Girls' Day School Trust
- Abbreviation: GDST
- Formation: 1872
- Type: Non-governmental organisation
- Headquarters: London, SW1
- Location: ‹See TfM›;
- Region served: England and Wales
- Chief Executive: Cheryl Giovannoni
- Patron: The Duchess of Gloucester
- Website: www.gdst.net

= Girls' Day School Trust =

British charitable organisation

The Girls' Day School Trust (GDST) is a group of 25 independent schools, including two academies, in England and Wales, catering for girls aged 3 to 18. It is the largest group of private schools in the UK, and educates 20,000 girls each year. It was formed in 1872 to provide affordable day-school (non-boarding) education for girls as The Girls' Public Day School Company (1872–1905), then The Girls' Public Day School Trust (1906–1998).

The GDST is a registered charity. In 2016–17 it had a gross income of £261 million, making it one of the 20 largest charities in the UK.

==History==

===Origins===
The origins of the GDST can be traced back to the Schools Enquiry Commission set up in 1864 to survey the field of male and female secondary schools, which concluded that there was a "general deficiency" in the provision of secondary education for girls.

The challenge to provide education for girls aged over ten was tackled by Maria Grey and her sister Emily Shirreff, who had previously published Thoughts on Self Culture, which pointed out the shortage of education for women in England. In November 1871 the sisters launched the "National Union for improvement of the Education of Women of All Classes", later the Women's Education Union. The Union aimed to establish good and cheap day schools for all classes of girls above the level of elementary education and was the leading force behind the formation of the Teachers' Training and Registration Society and the Girls' Public Day School Company. The Union was supported by many major figures of the time, notably Henrietta Stanley, Baroness Stanley of Alderley, Mary Gurney, and Princess Louise, Duchess of Argyll, who became the President of the Union.

===Foundation===
The Union planned to create a limited liability company to raise revenue to achieve their aims and presented the proposed scheme at a public meeting at the Royal Albert Hall in June 1872. The new company was registered as the Girls' Public Day School Company (GPDSC) with a nominal share capital of £12,000. Many of the figures involved in the Women's Education Union also were key figures in the creation the GPDSC including Maria Grey, Emily Shirreff, Mary Gurney and Lady Stanley. HRH Princess Louise became the patron of the GPDSC. Members of the founding council included David Graham Drummond Ogilvy, 10th Earl of Airlie, GPDSC's first president; Henrietta Powell; Sir George Bartley; Douglas Strutt Galton; Sir Walter James, second baronet; Joseph Payne; James Phillips Kay-Shuttleworth; Charles Savile Roundell; and the Marquess of Lorne.

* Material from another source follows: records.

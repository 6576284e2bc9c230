//! Structured logging using the tracing crate
//!
//! ## Environment Variables
//!
//! - `LOG_LEVEL`: Log level (ERROR, WARN, INFO, DEBUG, TRACE) - defaults to INFO
//! - `LOG_FORMAT`: Output format (json, pretty, compact) - defaults to json
//! - `LOG_SPANS`: Include span open/close events (true/false) - defaults to false
//! - `RUST_LOG`: Override log filtering (follows env_logger format)
//!
//! ```bash
//! LOG_FORMAT=pretty LOG_LEVEL=DEBUG mqtt-event-client consume
//! ```

use std::env;
use tracing::Level;
use tracing_subscriber::fmt::format::FmtSpan;
use tracing_subscriber::{fmt, prelude::*, EnvFilter};

/// Dependencies that are chatty at INFO
const QUIET_TARGETS: &[&str] = &["rumqttc=warn", "tokio=warn"];

/// Log output format options
#[derive(Debug, Clone, Copy, PartialEq, Eq)]
pub enum LogFormat {
    /// Machine-readable, one JSON object per line
    Json,
    /// Multi-line with colors, for development
    Pretty,
    /// Single line with colors
    Compact,
}

impl LogFormat {
    /// Parse log format from string, defaulting to JSON
    pub fn parse(s: &str) -> Self {
        match s.to_lowercase().as_str() {
            "pretty" => LogFormat::Pretty,
            "compact" => LogFormat::Compact,
            _ => LogFormat::Json,
        }
    }
}

/// Parse a `LOG_LEVEL` value, defaulting to INFO
pub fn parse_level(value: &str) -> Level {
    match value.to_uppercase().as_str() {
        "ERROR" => Level::ERROR,
        "WARN" => Level::WARN,
        "DEBUG" => Level::DEBUG,
        "TRACE" => Level::TRACE,
        _ => Level::INFO,
    }
}

/// Parse a `LOG_SPANS` value; only "true" enables span events
pub fn parse_spans(value: &str) -> bool {
    value.eq_ignore_ascii_case("true")
}

/// Build the filter for `level`, unless `rust_log` overrides it
pub fn build_filter(level: Level, rust_log: Option<&str>) -> EnvFilter {
    if let Some(directives) = rust_log {
        return EnvFilter::new(directives);
    }

    QUIET_TARGETS
        .iter()
        .filter_map(|directive| directive.parse().ok())
        .fold(EnvFilter::new(level.to_string()), |filter, directive| {
            filter.add_directive(directive)
        })
}

/// Initialize logging with manual configuration
///
/// Does nothing if a global subscriber is already installed.
pub fn init_logging(level: Level, format: LogFormat, include_spans: bool) {
    let rust_log = env::var("RUST_LOG").ok();
    let filter = build_filter(level, rust_log.as_deref());
    let span_events = if include_spans {
        FmtSpan::NEW | FmtSpan::CLOSE
    } else {
        FmtSpan::NONE
    };

    let subscriber = tracing_subscriber::registry().with(filter);

    let result = match format {
        LogFormat::Json => subscriber
            .with(fmt::layer().json().with_span_events(span_events))
            .try_init(),
        LogFormat::Pretty => subscriber
            .with(
                fmt::layer()
                    .pretty()
                    .with_ansi(true)
                    .with_span_events(span_events),
            )
            .try_init(),
        LogFormat::Compact => subscriber
            .with(
                fmt::layer()
                    .compact()
                    .with_ansi(true)
                    .with_target(false)
                    .with_span_events(span_events),
            )
            .try_init(),
    };

    if result.is_err() {
        tracing::debug!("Global subscriber already installed, keeping it");
    }
}

/// Initialize logging from environment variables
pub fn init_default_logging() {
    let level = parse_level(&env::var("LOG_LEVEL").unwrap_or_default());
    let format = LogFormat::parse(&env::var("LOG_FORMAT").unwrap_or_default());
    let include_spans = parse_spans(&env::var("LOG_SPANS").unwrap_or_default());

    init_logging(level, format, include_spans);
}

/// Create an MQTT operation span
#[macro_export]
macro_rules! mqtt_span {
    ($($field:tt)*) => {
        tracing::info_span!("mqtt_operation", $($field)*)
    };
}

/// Create a span around one message dispatch
#[macro_export]
macro_rules! dispatch_span {
    ($($field:tt)*) => {
        tracing::info_span!("dispatch", $($field)*)
    };
}

pub use {dispatch_span, mqtt_span};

===Girls' Public Day School Company (1872–1905)===

The GPDSC's aim was to establish academic high schools for girls of all classes which provided a high standard of academic education, together with moral and religious education. School fees were kept low and schools were expected to become self-supporting as soon as possible, though the GPDSC council retained overall control of the schools. The policy of the Council, the executive body of the GPDSC, was to only found new schools where they were most needed, funded by shares taken up by local people. The first school opened at Durham House, Chelsea in January 1873 (later transferred to Kensington and is now Kensington Preparatory School). In February 1875 the GPDSC opened Norwich High School for Girls, its first school outside London. By 1905 the GPDSC owned 37 school across the country, including 19 schools in the London area.

Each school was to have three departments, (preparatory, Junior and senior), under a headmistress with a staff of trained teachers. Schools were to be tested by regular inspections and examinations. Girls were prepared to take Oxford and Cambridge Local Examinations or examinations administered by the College of Preceptors. A class of student pupil teachers was attached to each school.

Initially the schools provided in-house training for pupils who intended to go on to teaching after graduation through the 'Pupil teachers' system. From 1903 some of the larger schools also developed teacher training departments, recognised by the Board of Education, where post-graduate students training to become secondary, kindergarten, or art teachers. The largest was housed at Belvedere School in Liverpool. Clapham Training College, founded in 1900, also had a domestic science department. In 1938 it moved and became the Clapham and Streatham Hill Training College, transferring to the London County Council in 1949 to become the Phillipa Fawcett Teacher Training College.

From 1875–1901 the GPDSC amended its constitution so it could be recognised as a charity to receive grants from the Science and Art Department (and the Board of Education from 1899), who only wanted to give public grants to non-profit organisations. Due to the financial needs of the trust there were many years in which the dividends were not paid to shareholders. By 1900 the GPDSC educated over 7000 pupils in 33 schools. In 1899 the new Board of Education became responsible for issuing government grants under much stricter regulations and the GPDSC agreed for their schools to be inspected by school inspectors to continue to qualify for grants.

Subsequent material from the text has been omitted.